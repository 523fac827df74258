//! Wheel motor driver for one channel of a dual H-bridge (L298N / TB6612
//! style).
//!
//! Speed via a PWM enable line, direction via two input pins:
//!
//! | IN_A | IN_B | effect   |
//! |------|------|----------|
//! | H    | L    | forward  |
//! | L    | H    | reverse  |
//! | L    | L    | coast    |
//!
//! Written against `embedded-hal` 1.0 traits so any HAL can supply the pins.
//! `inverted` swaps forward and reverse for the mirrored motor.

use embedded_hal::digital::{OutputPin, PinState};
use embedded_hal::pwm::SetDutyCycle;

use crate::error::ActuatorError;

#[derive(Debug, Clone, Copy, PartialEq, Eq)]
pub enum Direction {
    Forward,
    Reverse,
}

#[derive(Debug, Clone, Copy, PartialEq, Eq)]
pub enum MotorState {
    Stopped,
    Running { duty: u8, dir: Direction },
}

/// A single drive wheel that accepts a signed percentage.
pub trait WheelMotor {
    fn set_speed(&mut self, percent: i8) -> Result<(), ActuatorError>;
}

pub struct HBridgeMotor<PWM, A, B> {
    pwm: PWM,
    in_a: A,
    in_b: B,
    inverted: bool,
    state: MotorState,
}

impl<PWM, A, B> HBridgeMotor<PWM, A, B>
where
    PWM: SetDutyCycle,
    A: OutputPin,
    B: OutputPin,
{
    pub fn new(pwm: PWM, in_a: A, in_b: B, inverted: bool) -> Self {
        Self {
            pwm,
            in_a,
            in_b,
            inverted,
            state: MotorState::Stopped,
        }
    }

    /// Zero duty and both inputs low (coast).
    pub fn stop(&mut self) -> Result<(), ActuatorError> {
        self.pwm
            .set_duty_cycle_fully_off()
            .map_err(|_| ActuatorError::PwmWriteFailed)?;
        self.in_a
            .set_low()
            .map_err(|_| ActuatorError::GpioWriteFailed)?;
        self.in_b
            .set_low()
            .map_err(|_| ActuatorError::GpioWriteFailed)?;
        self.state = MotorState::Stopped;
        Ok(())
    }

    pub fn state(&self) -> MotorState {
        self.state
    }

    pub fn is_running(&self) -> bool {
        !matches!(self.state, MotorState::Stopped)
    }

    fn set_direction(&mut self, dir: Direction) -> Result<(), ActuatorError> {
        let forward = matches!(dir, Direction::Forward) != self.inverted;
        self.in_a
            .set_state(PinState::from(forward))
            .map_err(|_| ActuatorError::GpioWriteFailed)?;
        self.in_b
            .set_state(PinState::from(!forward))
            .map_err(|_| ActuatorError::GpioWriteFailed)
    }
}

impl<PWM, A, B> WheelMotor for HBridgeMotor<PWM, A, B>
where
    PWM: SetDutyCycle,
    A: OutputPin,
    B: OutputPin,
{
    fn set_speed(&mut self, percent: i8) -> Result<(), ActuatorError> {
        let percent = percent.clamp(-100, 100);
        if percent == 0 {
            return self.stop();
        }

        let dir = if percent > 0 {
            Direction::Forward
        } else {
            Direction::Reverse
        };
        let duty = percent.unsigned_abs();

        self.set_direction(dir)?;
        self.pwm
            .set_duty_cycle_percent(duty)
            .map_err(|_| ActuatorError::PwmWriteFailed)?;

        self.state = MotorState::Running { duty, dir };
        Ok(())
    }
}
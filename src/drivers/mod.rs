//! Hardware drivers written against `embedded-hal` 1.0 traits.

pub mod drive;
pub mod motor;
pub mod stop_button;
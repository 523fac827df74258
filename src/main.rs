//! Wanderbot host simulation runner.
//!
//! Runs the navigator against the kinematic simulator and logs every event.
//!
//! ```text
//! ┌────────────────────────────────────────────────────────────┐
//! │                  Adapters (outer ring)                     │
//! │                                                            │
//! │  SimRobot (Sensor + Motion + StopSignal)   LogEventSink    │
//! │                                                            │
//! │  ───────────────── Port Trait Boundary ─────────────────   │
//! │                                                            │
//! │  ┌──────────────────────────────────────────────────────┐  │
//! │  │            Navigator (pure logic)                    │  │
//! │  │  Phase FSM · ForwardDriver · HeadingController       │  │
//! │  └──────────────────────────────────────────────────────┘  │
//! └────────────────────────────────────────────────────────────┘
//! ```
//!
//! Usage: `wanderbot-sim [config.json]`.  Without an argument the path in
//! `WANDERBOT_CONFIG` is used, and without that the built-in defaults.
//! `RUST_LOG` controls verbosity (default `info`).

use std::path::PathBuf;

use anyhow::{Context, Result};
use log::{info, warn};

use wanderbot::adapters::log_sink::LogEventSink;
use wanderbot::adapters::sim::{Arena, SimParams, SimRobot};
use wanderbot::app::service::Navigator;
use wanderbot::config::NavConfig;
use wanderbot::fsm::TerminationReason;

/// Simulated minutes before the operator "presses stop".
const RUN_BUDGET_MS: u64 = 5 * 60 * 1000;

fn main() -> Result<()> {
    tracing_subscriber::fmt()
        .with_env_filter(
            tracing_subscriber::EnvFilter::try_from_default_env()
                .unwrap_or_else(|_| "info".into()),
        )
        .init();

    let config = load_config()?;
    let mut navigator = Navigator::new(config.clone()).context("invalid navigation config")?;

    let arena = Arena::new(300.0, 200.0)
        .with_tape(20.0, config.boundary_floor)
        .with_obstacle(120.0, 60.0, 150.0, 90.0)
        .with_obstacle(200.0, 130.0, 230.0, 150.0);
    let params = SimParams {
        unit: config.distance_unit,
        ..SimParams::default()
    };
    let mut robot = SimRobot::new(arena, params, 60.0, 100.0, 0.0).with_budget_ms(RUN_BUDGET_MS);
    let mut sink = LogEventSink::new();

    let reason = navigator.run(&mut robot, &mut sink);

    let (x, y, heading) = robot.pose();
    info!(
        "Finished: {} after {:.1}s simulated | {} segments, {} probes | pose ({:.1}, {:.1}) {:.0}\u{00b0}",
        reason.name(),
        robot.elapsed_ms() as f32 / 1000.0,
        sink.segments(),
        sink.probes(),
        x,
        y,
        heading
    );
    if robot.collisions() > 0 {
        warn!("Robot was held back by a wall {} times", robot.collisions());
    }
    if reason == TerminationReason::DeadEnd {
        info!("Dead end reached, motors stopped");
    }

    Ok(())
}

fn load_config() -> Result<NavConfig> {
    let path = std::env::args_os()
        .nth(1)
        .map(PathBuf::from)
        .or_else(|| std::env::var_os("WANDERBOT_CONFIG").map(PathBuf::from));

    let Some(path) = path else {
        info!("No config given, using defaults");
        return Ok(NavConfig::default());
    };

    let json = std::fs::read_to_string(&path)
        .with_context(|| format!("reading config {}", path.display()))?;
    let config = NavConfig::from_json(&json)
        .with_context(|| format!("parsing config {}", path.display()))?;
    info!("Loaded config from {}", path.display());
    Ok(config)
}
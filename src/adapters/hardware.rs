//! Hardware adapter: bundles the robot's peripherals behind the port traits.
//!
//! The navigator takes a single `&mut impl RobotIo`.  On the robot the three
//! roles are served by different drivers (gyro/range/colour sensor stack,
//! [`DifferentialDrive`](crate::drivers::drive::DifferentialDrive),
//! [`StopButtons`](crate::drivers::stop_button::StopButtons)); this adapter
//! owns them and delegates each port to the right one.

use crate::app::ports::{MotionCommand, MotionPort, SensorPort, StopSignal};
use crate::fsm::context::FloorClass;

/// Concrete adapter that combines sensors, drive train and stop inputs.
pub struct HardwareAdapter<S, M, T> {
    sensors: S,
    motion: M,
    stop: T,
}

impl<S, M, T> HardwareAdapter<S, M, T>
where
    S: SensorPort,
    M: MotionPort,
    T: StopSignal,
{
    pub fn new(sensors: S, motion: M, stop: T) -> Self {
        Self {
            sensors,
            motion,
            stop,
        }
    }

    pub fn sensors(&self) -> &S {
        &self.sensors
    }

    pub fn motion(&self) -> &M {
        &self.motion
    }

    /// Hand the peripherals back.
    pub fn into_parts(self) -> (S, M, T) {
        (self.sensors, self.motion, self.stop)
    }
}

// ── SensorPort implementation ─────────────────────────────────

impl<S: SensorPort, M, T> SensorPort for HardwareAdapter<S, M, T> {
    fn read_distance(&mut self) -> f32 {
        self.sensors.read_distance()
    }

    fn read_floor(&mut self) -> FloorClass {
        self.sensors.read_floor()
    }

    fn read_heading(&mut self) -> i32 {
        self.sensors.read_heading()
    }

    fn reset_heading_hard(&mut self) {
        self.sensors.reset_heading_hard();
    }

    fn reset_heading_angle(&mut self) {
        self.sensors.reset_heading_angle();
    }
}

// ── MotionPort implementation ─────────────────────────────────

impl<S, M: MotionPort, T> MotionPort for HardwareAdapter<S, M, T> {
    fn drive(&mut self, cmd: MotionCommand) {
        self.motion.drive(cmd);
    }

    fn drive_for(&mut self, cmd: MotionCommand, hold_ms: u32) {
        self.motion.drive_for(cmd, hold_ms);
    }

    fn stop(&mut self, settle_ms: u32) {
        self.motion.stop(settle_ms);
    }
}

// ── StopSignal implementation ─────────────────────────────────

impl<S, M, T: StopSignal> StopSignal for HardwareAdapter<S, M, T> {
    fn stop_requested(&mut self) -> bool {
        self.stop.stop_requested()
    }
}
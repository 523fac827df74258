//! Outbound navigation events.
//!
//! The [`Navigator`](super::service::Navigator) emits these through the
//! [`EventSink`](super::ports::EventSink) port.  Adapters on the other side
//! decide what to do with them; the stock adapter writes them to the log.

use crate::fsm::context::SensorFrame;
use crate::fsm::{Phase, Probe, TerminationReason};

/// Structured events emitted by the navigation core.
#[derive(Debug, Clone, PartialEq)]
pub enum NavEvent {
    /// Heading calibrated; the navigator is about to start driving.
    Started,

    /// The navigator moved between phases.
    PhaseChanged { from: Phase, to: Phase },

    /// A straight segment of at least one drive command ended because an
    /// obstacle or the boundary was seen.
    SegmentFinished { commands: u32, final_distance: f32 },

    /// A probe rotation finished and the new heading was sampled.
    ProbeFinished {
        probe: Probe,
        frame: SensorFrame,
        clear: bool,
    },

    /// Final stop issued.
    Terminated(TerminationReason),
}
■ ■ ■ ■ ■ ■ ■
- **What to do**:
Begin at the line that has "return Ok(NavConfig::default());" in the entries above; stop after the line that has "filename src/adapters/hardware.rs". Transcribe exactly those lines and no others.

- **Your response**:
        return Ok(NavConfig::default());
    };

    let json = std::fs::read_to_string(&path)
        .with_context(|| format!("reading config {}", path.display()))?;
    let config = NavConfig::from_json(&json)
        .with_context(|| format!("parsing config {}", path.display()))?;
    info!("Loaded config from {}", path.display());
    Ok(config)
}
filename src/adapters/hardware.rs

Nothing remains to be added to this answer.